Problem description
Would you copy out each line of the records below that includes the word "tips"?

Supplied information
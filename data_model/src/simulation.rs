//! Results of dry-running a transaction against the ledger.

use parity_scale_codec::{Decode, Encode};

use crate::{address::Address, value::Value};

/// Ledger entry touched by a contract call.
#[derive(Debug, Clone, PartialEq, Eq, Encode, Decode)]
pub enum LedgerKey {
    /// Account entry
    Account(Address),
    /// Contract storage slot
    ContractData {
        /// Owning contract
        contract: Address,
        /// Storage key
        key: Value,
    },
    /// Contract code blob
    ContractCode {
        /// Hash of the code
        hash: [u8; 32],
    },
}

/// Set of ledger entries a contract call reads and writes.
#[derive(Debug, Clone, Default, PartialEq, Eq, Encode, Decode)]
pub struct ResourceFootprint {
    /// Entries only read
    pub read_only: Vec<LedgerKey>,
    /// Entries read and written
    pub read_write: Vec<LedgerKey>,
}

/// Authorization the call requires from one party.
#[derive(Debug, Clone, PartialEq, Eq, Encode, Decode)]
pub struct AuthorizationEntry {
    /// Authorizing address; `None` means the transaction source account,
    /// which authorizes by signing the envelope.
    pub address: Option<Address>,
    /// Invocation tree being authorized
    pub invocation: Value,
}

/// Successful dry run.
#[derive(Debug, Clone, PartialEq, Eq)]
pub struct SimulationSuccess {
    /// Entries the call touches
    pub footprint: ResourceFootprint,
    /// Authorizations the call needs
    pub authorization: Vec<AuthorizationEntry>,
    /// Resource fee on top of the inclusion fee
    pub min_resource_fee: u64,
    /// What the call returned
    pub return_value: Value,
    /// Ledger the simulation ran against
    pub latest_ledger: u32,
}

/// Outcome of a dry run. Errors are never retried.
#[derive(Debug, Clone, PartialEq, Eq)]
pub enum SimulationOutcome {
    /// The call would succeed
    Success(SimulationSuccess),
    /// The ledger rejected the call, with its diagnostic
    Error(String),
}

impl SimulationOutcome {
    /// The success payload, if any.
    pub fn success(self) -> Option<SimulationSuccess> {
        match self {
            Self::Success(success) => Some(success),
            Self::Error(_) => None,
        }
    }
}
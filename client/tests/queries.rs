#![allow(clippy::restriction)]

use std::sync::Arc;

use common::*;
use tipjar_client::prelude::*;
use tipjar_data_model::prelude::*;

mod common;

#[tokio::test]
async fn unreachable_ledger_degrades_to_empty_values() {
    let ledger = Arc::new(MockLedger::unreachable());
    let signer = Arc::new(MockSigner::default());
    let client = client(&ledger, &signer);

    assert_eq!(client.total_donated(&alice()).await.to_string(), "0");
    assert!(client.tip_history(&alice()).await.is_empty());
    assert!(client.leaderboard(&alice()).await.is_empty());
    assert!(!client.account_exists(&alice()).await);
    assert_eq!(client.balance(&alice()).await, None);
    assert!(client
        .recent_payments(&alice(), DEFAULT_PAYMENT_LIMIT)
        .await
        .is_empty());
}

#[tokio::test]
async fn balance_comes_from_the_account() {
    let ledger = Arc::new(MockLedger::default());
    let signer = Arc::new(MockSigner::default());
    let client = client(&ledger, &signer);

    let balance = client.balance(&alice()).await.unwrap();
    assert_eq!(balance.to_string(), "10000");
}

#[tokio::test(start_paused = true)]
async fn recent_payments_are_newest_first_and_limited() {
    let ledger = Arc::new(MockLedger::default().with_statuses([
        TransactionStatus::Success,
        TransactionStatus::Success,
    ]));
    let signer = Arc::new(MockSigner::default());
    let client = client(&ledger, &signer);
    let cancel = CancellationToken::new();
    client.pay(&alice(), BOB, "1", None, &cancel).await.unwrap();
    client.pay(&alice(), BOB, "2", None, &cancel).await.unwrap();

    let payments = client.recent_payments(&alice(), 10).await;
    assert_eq!(payments.len(), 2);
    assert_eq!(payments[0].amount.to_string(), "2");
    assert_eq!(payments[0].direction, PaymentDirection::Sent);

    let bob: Address = BOB.parse().unwrap();
    let received = client.recent_payments(&bob, 1).await;
    assert_eq!(received.len(), 1);
    assert_eq!(received[0].direction, PaymentDirection::Received);
    assert_eq!(received[0].amount.to_string(), "2");
}

#[tokio::test]
async fn tip_history_decodes_partial_records() {
    let history = Value::Vec(vec![
        Value::record([
            ("from", Value::Address(alice())),
            ("amount", Value::I128(15_000_000)),
            ("message", Value::from("great work")),
            ("timestamp", Value::U64(1_700_000_000)),
        ]),
        Value::record([
            ("from", Value::Address(BOB.parse().unwrap())),
            ("message", Value::from("no amount")),
        ]),
    ]);
    let ledger = Arc::new(MockLedger::default().with_simulation(success(history)));
    let signer = Arc::new(MockSigner::default());
    let client = client(&ledger, &signer);

    let tips = client.tip_history(&alice()).await;

    assert_eq!(tips.len(), 2);
    assert_eq!(tips[0].amount.to_string(), "1.5");
    assert_eq!(tips[0].timestamp, Some(1_700_000_000));
    assert_eq!(tips[1].amount, Amount::ZERO);
    assert_eq!(tips[1].message, "no amount");

    let call = ledger.simulated()[0].tx.contract_call().cloned().unwrap();
    assert_eq!(call.method(), "tip_history");
    assert!(call.args().is_empty());
}

#[tokio::test]
async fn leaderboard_keeps_ledger_order() {
    let board = Value::Vec(vec![
        Value::Vec(vec![Value::Address(BOB.parse().unwrap()), Value::I128(10_000_000)]),
        Value::Vec(vec![Value::Address(alice()), Value::I128(50_000_000)]),
        Value::Vec(vec![Value::Address(alice())]),
    ]);
    let ledger = Arc::new(MockLedger::default().with_simulation(success(board)));
    let signer = Arc::new(MockSigner::default());
    let client = client(&ledger, &signer);

    let leaders = client.leaderboard(&alice()).await;

    let totals: Vec<_> = leaders
        .iter()
        .map(|entry| entry.total_donated.to_string())
        .collect();
    assert_eq!(totals, ["1", "5"]);
    assert_eq!(leaders[0].address.as_str(), BOB);
}

#[tokio::test]
async fn total_donated_is_asked_for_the_user() {
    let ledger = Arc::new(
        MockLedger::default().with_simulation(success(Value::I128(123_456_789))),
    );
    let signer = Arc::new(MockSigner::default());
    let client = client(&ledger, &signer);

    let total = client.total_donated(&alice()).await;

    assert_eq!(total.to_string(), "12.3456789");
    let simulated = ledger.simulated();
    let call = simulated[0].tx.contract_call().unwrap();
    assert_eq!(call.args(), &[Value::Address(alice())]);
    assert_eq!(call.contract().as_str(), CONTRACT);
    assert!(!simulated[0].is_signed());
}

#[tokio::test]
async fn raw_queries_return_values() {
    let ledger = Arc::new(MockLedger::default().with_simulation(success(Value::U32(3))));
    let signer = Arc::new(MockSigner::default());
    let client = client(&ledger, &signer);

    let value = client
        .queries()
        .query_value("tip_count", Vec::new(), &alice())
        .await;

    assert_eq!(value, Some(Value::U32(3)));
}

#[tokio::test]
async fn message_cap_comes_from_configuration() {
    let ledger = Arc::new(MockLedger::default());
    let signer = Arc::new(MockSigner::default());
    let client = client(&ledger, &signer);

    assert!(client.check_message(&"a".repeat(100)).is_ok());
    let err = client.check_message(&"a".repeat(101)).unwrap_err();
    assert_eq!(err.len, 101);
    assert_eq!(err.cap, 100);
}

#[tokio::test]
async fn funding_without_service_is_refused() {
    let ledger = Arc::new(MockLedger::default());
    let signer = Arc::new(MockSigner::default());
    let client = client(&ledger, &signer);

    assert!(!client.fund_testnet_account(&alice()).await);
    assert!(client.account_exists(&alice()).await);
}
//! Operations on the `avContent` service

use serde::Deserialize;

use crate::operation::parse_first;

/// What the television is currently showing
///
/// Every field is optional: tuner content carries programme data, while
/// external inputs and apps typically report only `title`, `source` and `uri`.
#[derive(Debug, Clone, Default, PartialEq, Eq, Deserialize)]
#[serde(rename_all = "camelCase")]
pub struct PlayingContentInfo {
    pub program_title: Option<String>,
    pub title: Option<String>,
    pub program_media_type: Option<String>,
    pub disp_num: Option<String>,
    pub source: Option<String>,
    pub uri: Option<String>,
    pub duration_sec: Option<u64>,
    /// e.g. `2017-03-24T20:15:00+0100`
    pub start_date_time: Option<String>,
}

/// An input source scheme entry from `getSourceList`
#[derive(Debug, Clone, PartialEq, Eq, Deserialize)]
pub struct SourceInfo {
    /// e.g. `tv:dvbt`, `extInput:hdmi`
    pub source: String,
}

/// A channel or input from `getContentList`
#[derive(Debug, Clone, PartialEq, Eq, Deserialize)]
#[serde(rename_all = "camelCase")]
pub struct ContentItem {
    pub title: String,
    pub uri: String,
    pub index: Option<u32>,
    pub disp_num: Option<String>,
}

crate::define_bravia_operation! {
    operation: GetPlayingContentInfo,
    method: "getPlayingContentInfo",
    service: AvContent,
    request: (),
    response: PlayingContentInfo,
}

crate::define_bravia_operation! {
    operation: SetPlayContent,
    method: "setPlayContent",
    service: AvContent,
    request: {
        uri: String,
    },
    response: (),
    parse: |_result| Ok(()),
}

crate::define_bravia_operation! {
    operation: GetSourceList,
    method: "getSourceList",
    service: AvContent,
    request: {
        scheme: String,
    },
    response: Vec<SourceInfo>,
}

crate::define_bravia_operation! {
    operation: GetContentList,
    method: "getContentList",
    service: AvContent,
    request: {
        source: String,
        st_idx: u32,
    },
    response: Vec<ContentItem>,
    parse: |result| match result.first() {
        Some(_) => parse_first(result),
        None => Ok(Vec::new()),
    },
}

Result of this task
    let tips = client.tip_history(&alice()).await;
    assert_eq!(tips.len(), 2);
    assert_eq!(tips[0].amount.to_string(), "1.5");
    assert_eq!(tips[0].timestamp, Some(1_700_000_000));
    assert_eq!(tips[1].amount, Amount::ZERO);
    assert_eq!(tips[1].message, "no amount");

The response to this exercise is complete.